Auch im ideologischen Bereich findet ein Umdenken statt: von den allgemeinen Menschenrechten hin zu einer Bewertung des Menschen nach seiner "Biomasse". Der Mensch soll Forschungsrohmaterial werden. Und da ein Zugriff auf die "Gesunden" nicht so einfach möglich ist, wendet sich das Forschungsinteresse in erster Linie sogenannten nichteinwilligungsfähigen Menschen (z.B. Komapatienten) zu.
Die "Bioethik" als ideologisches Gerüst vertritt dabei als Teilethik den Anspruch einer universellen Ethik für das 21. Jahrhundert. Ethikinstitute, Ethikarbeitskreise und die Gremien des Europarates beschäftigen sich mit der "Bioethik".
Der Europarat ließ denn auch im Geheimen eine Konvention für den Bereich der Biomedizin entwickeln, in der dieses Gedankengut europaweit zum gültigen Maßstab für die Forschungen in den Bereichen Biologie und Medizin werden sollte. Was dann als "Bioethik-Konvention" durch eine Bürgerinitiative 1994 förmlich ans Licht der Öffentlichkeit gezerrt wurde, entsprach genau den negativen Erwartungen.
Ein breiter Protest regte sich in Deutschland. Der Europarat ließ die Konventionen überarbeiten und in veränderter Form 1996 einschließlich dem neuen Titel "Menschenrechtsübereinkommen zur Biomedizin" herausgeben.
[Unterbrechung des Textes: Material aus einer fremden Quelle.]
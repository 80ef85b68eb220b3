//! YouTube Data API v3 client for ytpulse.
//!
//! Wraps `reqwest` with typed wire structs for the two list endpoints the
//! pipeline needs (`playlistItems.list` and `commentThreads.list`), a
//! page-token pagination loop, and the collector that flattens playlists
//! into one ordered comment-record sequence.

pub mod client;
pub mod collector;
pub mod error;
pub mod paging;
pub mod types;

pub use client::YoutubeClient;
pub use collector::{collect_comments, collect_playlist_comments, collect_video_ids};
pub use error::YoutubeError;
pub use paging::Page;
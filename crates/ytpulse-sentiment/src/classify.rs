//! Threshold classification over scored comments.

use ytpulse_core::{CommentRecord, SentimentCategory, Tally};

use crate::scorer::polarity_score;

/// Polarity at or above this value classifies as Positive.
pub const POSITIVE_THRESHOLD: f32 = 0.2;

/// Polarity at or below this value classifies as Negative.
pub const NEGATIVE_THRESHOLD: f32 = -0.2;

/// Bucket a polarity score into a sentiment category.
///
/// The thresholds are inclusive toward their sentiment: exactly `0.2` is
/// Positive and exactly `-0.2` is Negative. Everything strictly between is
/// Neutral.
#[must_use]
pub fn classify(polarity: f32) -> SentimentCategory {
    if polarity >= POSITIVE_THRESHOLD {
        SentimentCategory::Positive
    } else if polarity <= NEGATIVE_THRESHOLD {
        SentimentCategory::Negative
    } else {
        SentimentCategory::Neutral
    }
}

/// Score and classify every record, returning the run tally.
///
/// A single fold both stores each record's category and accumulates the
/// tally, so the per-record field and the counters always agree.
pub fn classify_comments(records: &mut [CommentRecord]) -> Tally {
    records.iter_mut().fold(Tally::default(), |tally, record| {
        let category = classify(polarity_score(&record.text));
        record.sentiment = Some(category);
        tally.with(category)
    })
}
In vielen Ländern des Europarates wurde sie daraufhin unterzeichnet - in Deutschland bis heute nicht.
Die Arbeit des Sonderpädagogen Guido Sprügel zeichnet diese Entwicklung der Konvention nach. Detailliert wird die Vorgeschichte der verschiedenen Konventionsentwürfe beschrieben, um dann die einzelnen Entwürfe anschaulich vorzustellen.
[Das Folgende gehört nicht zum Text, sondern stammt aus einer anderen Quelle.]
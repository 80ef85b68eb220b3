//! Page-token pagination over the API's list endpoints.
//!
//! Every YouTube list response carries an optional `nextPageToken`; the next
//! request passes it back as `pageToken`. The loop here drives any page
//! operation to exhaustion: start with no token, append each page's items,
//! stop when a response carries no token. The token only lives inside one
//! loop — it is never persisted.

use std::future::Future;

use crate::error::YoutubeError;

/// One page of a listing: the items plus the continuation cursor. `None`
/// means this was the last page.
#[derive(Debug)]
pub struct Page<T> {
    pub items: Vec<T>,
    pub next_page_token: Option<String>,
}

/// Drives `fetch_page` until a page comes back without a continuation token,
/// concatenating items in arrival order. Exactly one call is made per page.
///
/// **All-or-nothing semantics**: on any page failure, items from earlier
/// pages are discarded and the error is returned. There is no retry.
///
/// # Errors
///
/// Propagates the first error `fetch_page` returns.
pub async fn fetch_all_pages<T, F, Fut>(mut fetch_page: F) -> Result<Vec<T>, YoutubeError>
where
    F: FnMut(Option<String>) -> Fut,
    Fut: Future<Output = Result<Page<T>, YoutubeError>>,
{
    let mut items: Vec<T> = Vec::new();
    let mut page_token: Option<String> = None;

    loop {
        let page = fetch_page(page_token.clone()).await?;
        items.extend(page.items);

        page_token = page.next_page_token;
        if page_token.is_none() {
            break;
        }
    }

    Ok(items)
}

#[cfg(test)]
mod tests {
    use std::cell::RefCell;

    use super::*;

    #[tokio::test]
    async fn concatenates_pages_and_stops_when_token_absent() {
        let calls: RefCell<Vec<Option<String>>> = RefCell::new(Vec::new());

        let result = fetch_all_pages(|token| {
            calls.borrow_mut().push(token.clone());
            let page = if token.is_none() {
                Page {
                    items: vec![1, 2],
                    next_page_token: Some("t2".to_string()),
                }
            } else {
                Page {
                    items: vec![3],
                    next_page_token: None,
                }
            };
            async move { Ok::<_, YoutubeError>(page) }
        })
        .await
        .expect("pagination should succeed");

        assert_eq!(result, vec![1, 2, 3]);
        assert_eq!(
            *calls.borrow(),
            vec![None, Some("t2".to_string())],
            "expected exactly two calls: first without a token, then with t2"
        );
    }

    #[tokio::test]
    async fn single_page_without_token_makes_one_call() {
        let calls = RefCell::new(0_u32);

        let result = fetch_all_pages(|_token| {
            *calls.borrow_mut() += 1;
            async {
                Ok::<_, YoutubeError>(Page {
                    items: vec!["only"],
                    next_page_token: None,
                })
            }
        })
        .await
        .expect("pagination should succeed");

        assert_eq!(result, vec!["only"]);
        assert_eq!(*calls.borrow(), 1);
    }

    #[tokio::test]
    async fn empty_first_page_yields_empty_vec() {
        let result = fetch_all_pages(|_token| async {
            Ok::<_, YoutubeError>(Page {
                items: Vec::<String>::new(),
                next_page_token: None,
            })
        })
        .await
        .expect("pagination should succeed");

        assert!(result.is_empty());
    }

    #[tokio::test]
    async fn error_on_a_later_page_discards_earlier_items() {
        let result: Result<Vec<i32>, _> = fetch_all_pages(|token| {
            let page = if token.is_none() {
                Ok(Page {
                    items: vec![1],
                    next_page_token: Some("t2".to_string()),
                })
            } else {
                Err(YoutubeError::Api("quota exceeded".to_string()))
            };
            async move { page }
        })
        .await;

        let err = result.expect_err("second page should fail the whole fetch");
        assert!(
            err.to_string().contains("quota exceeded"),
            "unexpected error: {err}"
        );
    }
}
Der Autor beschreibt dabei auch die Reaktionen der offiziellen Politik und der gesellschaftlichen Gruppen in Deutschland. Die Arbeit beinhaltet darüber hinaus einen Vergleich zwischen den Bestimmungen des Menschenrechtsübereinkommens und ausgewählten nationalen und internationalen Vereinbahrungen. Den Abschluß der Arbeit bildet eine kenntnisreiche Analyse der Berichterstattung über die Konvention in verschiedenen Fachpublikationen der Behindertenselbsthilfe. Im Anhang sind die Originalentwürfe der "Bioethik-Konvention" als Dokument enthalten.